On Friday, December 5, Miami Art Week hit its emotional and cultural peak with the triumphant return of Creativo, now in its sixth year and still the undisputed heartbeat of the city’s creative ecosystem. This is the annual gathering where the lines between art, fashion, music, technology, science, and raw human connection simply cease to exist.
The 2025 theme, “Jump On It,” was a sultry, full-volume tribute to the 30th anniversary of Ginuwine’s 1996 classic “Pony,” a song that has outlived trends, soundtracked strip clubs and Magic Mike alike, and somehow still feels dangerous. What could have been pure camp instead became cultural scripture: sensuality as confidence, nostalgia as invitation.
The venue was a jaw-dropping private waterfront estate in Belle Meade. From more than 12,000 RSVPs, exactly 750 guests made the cut. They showed up dressed like they had raided the sexiest Western ever filmed: rhinestone cowboy hats, silk scarves tied at the throat, vintage leather, belt buckles the size of dinner plates. It was not costume. It was commitment.
Producer Sasha Bernier put it plainly:
“Creativo is where the collision of art, music, fashion, technology, and science happens. It is a true celebration of creatives and artists.”
This year, that collision had a pulse.
Fashion, Philanthropy, and a Seven-Year-Old Superstar
The emotional center of the night arrived with a double-header runway that no one will forget.
Cassandra Youngs Couture opened with luminous, made-to-measure gowns designed to make every woman feel invincible. The first model down the runway, however, was not a model at all. She was seven-year-old Isabella Sophia, a congenital heart-defect survivor, walking hand in hand with reigning pageant queen and Mrs. America contender Eddah Wanyoike. Isabella’s own artwork lined the runway, radiating the simplest and most powerful message of the evening: love, kindness, and the healing force of creation. She was not there for optics. She owned the room and stole every heart in it.
After the tears came the treasure. Janet Mandell turned the same runway into a living museum, presenting fifteen looks of archival, ultra-luxury vintage from houses like Cavalli and Chanel. Each piece averaged around 20,000 dollars and carried decades of provenance. Legacy met living history in real time.
Soundtrack to the Fantasy
Jessica Mah, a Silicon Valley entrepreneur turned DJ, delivered an intelligent EDM set that never once felt generic. Miami’s own Zuleika Najar followed with a mix of 80s and 90s classics folded into Latin rhythm and fearless transitions.
Then the lights dropped, and rising Miami R&B artist Evans took the stage. His slowed, velvet rendition of “Pony” felt like a private serenade to all 750 guests at once. He moved into Justin Timberlake’s “Until the End of Time” and Ne-Yo’s “Closer,” every note a silk-wrapped knockout.

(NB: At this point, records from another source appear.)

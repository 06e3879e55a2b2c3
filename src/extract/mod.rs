//! Free-text URL scanning and root grouping.
//!
//! This is the producer of the working set: it finds URL-shaped substrings in
//! arbitrary text, canonicalizes them, and folds them into one `RootEntry` per
//! distinct root.

use std::collections::{HashMap, HashSet};
use std::sync::LazyLock;

use log::{debug, warn};
use regex::Regex;

use crate::domain::{canonical_root, clean_trailing, CanonicalRoot};
use crate::models::RootEntry;

const URL_PATTERN: &str = r#"(?i)https?://[^\s<>"{}|\\^`\[\]]+"#;

static URL_REGEX: LazyLock<Regex> =
    LazyLock::new(|| Regex::new(URL_PATTERN).expect("URL pattern is a valid regex"));

/// A URL found in free text together with its canonical root.
#[derive(Debug, Clone, PartialEq, Eq)]
pub struct SourceUrl {
    /// The matched string with trailing punctuation removed.
    pub original: String,
    /// Canonical root of `original`.
    pub root: CanonicalRoot,
}

/// Returns every URL occurrence in `text`, in order of appearance.
///
/// Matches that do not canonicalize are skipped with a warning; they never enter
/// the working set.
pub fn scan_text(text: &str) -> Vec<SourceUrl> {
    URL_REGEX
        .find_iter(text)
        .filter_map(|m| {
            let cleaned = clean_trailing(m.as_str());
            match canonical_root(cleaned) {
                Ok(root) => Some(SourceUrl {
                    original: cleaned.to_string(),
                    root,
                }),
                Err(e) => {
                    warn!("Skipping {e}");
                    None
                }
            }
        })
        .collect()
}

/// Returns one `SourceUrl` per distinct root, keeping the first-seen original.
pub fn extract_urls(text: &str) -> Vec<SourceUrl> {
    let mut seen = HashSet::new();
    scan_text(text)
        .into_iter()
        .filter(|source| seen.insert(source.root.clone()))
        .collect()
}

/// Folds URL occurrences into exactly one `RootEntry` per distinct root.
///
/// Entries are ordered by the first appearance of their root; each entry lists
/// the distinct original strings in first-seen order.
pub fn group_entries(sources: impl IntoIterator<Item = SourceUrl>) -> Vec<RootEntry> {
    let mut index: HashMap<CanonicalRoot, usize> = HashMap::new();
    let mut entries: Vec<RootEntry> = Vec::new();

    for SourceUrl { original, root } in sources {
        match index.get(&root) {
            Some(&i) => {
                let entry = &mut entries[i];
                if !entry.originals.contains(&original) {
                    entry.originals.push(original);
                }
            }
            None => {
                index.insert(root.clone(), entries.len());
                entries.push(RootEntry::new(root, original));
            }
        }
    }

    debug!("Grouped URLs into {} root entries", entries.len());
    entries
}

#[cfg(test)]
mod tests {
    use super::*;

    #[test]
    fn test_scan_text_finds_urls_in_prose() {
        let text = "See https://example.com/page. Also (http://b.test/x) and <https://c.test>";
        let found: Vec<String> = scan_text(text).into_iter().map(|s| s.original).collect();
        assert_eq!(
            found,
            vec!["https://example.com/page", "http://b.test/x", "https://c.test"]
        );
    }

    #[test]
    fn test_scan_text_stops_at_quotes() {
        let text = r#"<a href="https://a.test/x">link</a>"#;
        let found = scan_text(text);
        assert_eq!(found.len(), 1);
        assert_eq!(found[0].original, "https://a.test/x");
    }

    #[test]
    fn test_scan_text_keeps_very_long_urls() {
        let long = format!("https://tracker.test/{}", "a".repeat(2100));
        let text = format!("see {long} and https://b.test/x");
        let entries = group_entries(scan_text(&text));
        let roots: Vec<String> = entries.iter().map(|e| e.root().to_string()).collect();
        assert_eq!(roots, vec!["https://tracker.test", "https://b.test"]);
        assert_eq!(entries[0].originals, vec![long]);
    }

    #[test]
    fn test_scan_text_strips_only_last_punctuation() {
        let found = scan_text("link (https://a.test/x).");
        assert_eq!(found.len(), 1);
        assert_eq!(found[0].original, "https://a.test/x)");
        assert_eq!(found[0].root.to_string(), "https://a.test");
    }

    #[test]
    fn test_scan_text_skips_hostless_matches() {
        assert!(scan_text("broken https:// link").is_empty());
    }

    #[test]
    fn test_extract_urls_dedups_by_root_first_seen() {
        let text = "https://a.test/one https://b.test https://A.test/two";
        let found = extract_urls(text);
        assert_eq!(found.len(), 2);
        assert_eq!(found[0].original, "https://a.test/one");
        assert_eq!(found[0].root.to_string(), "https://a.test");
        assert_eq!(found[1].root.to_string(), "https://b.test");
    }

    #[test]
    fn test_group_entries_one_per_root_in_first_seen_order() {
        let text = "https://b.test/1 https://a.test/ https://b.test/2 https://b.test/1 https://c.test";
        let entries = group_entries(scan_text(text));
        let roots: Vec<String> = entries.iter().map(|e| e.root().to_string()).collect();
        assert_eq!(roots, vec!["https://b.test", "https://a.test", "https://c.test"]);
        assert_eq!(entries[0].originals, vec!["https://b.test/1", "https://b.test/2"]);
    }

    #[test]
    fn test_group_entries_port_variants_share_root() {
        let entries = group_entries(scan_text("https://a.test:443/x https://a.test/y"));
        assert_eq!(entries.len(), 1);
        assert_eq!(entries[0].originals.len(), 2);
    }

    #[test]
    fn test_group_entries_empty_input() {
        assert!(group_entries(scan_text("no links here")).is_empty());
    }
}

The Mediterranean spread by Sufrat was flawless: smooth hummus, spiced kebabs, warm herb dishes. Bars poured Barcelo Rum, Pink Sands, Lalo Tequila, Neau Water, Strega, Askur Gin, Helix Vodka, and Voga Italia deep into the night.
Creativo has never been a party pretending to be a salon. It is the rare salon that knows how to throw a party. It is a place where a seven-year-old heart warrior shares the spotlight with vintage Chanel, where EDM blends into R&B classics, where couture and kindness inhabit the same breath.
Mark your calendars. The Creativo tribe is already counting down to next year’s seventh edition during F1 Miami Grand Prix weekend in May.
Until then, Miami, keep that pony saddled.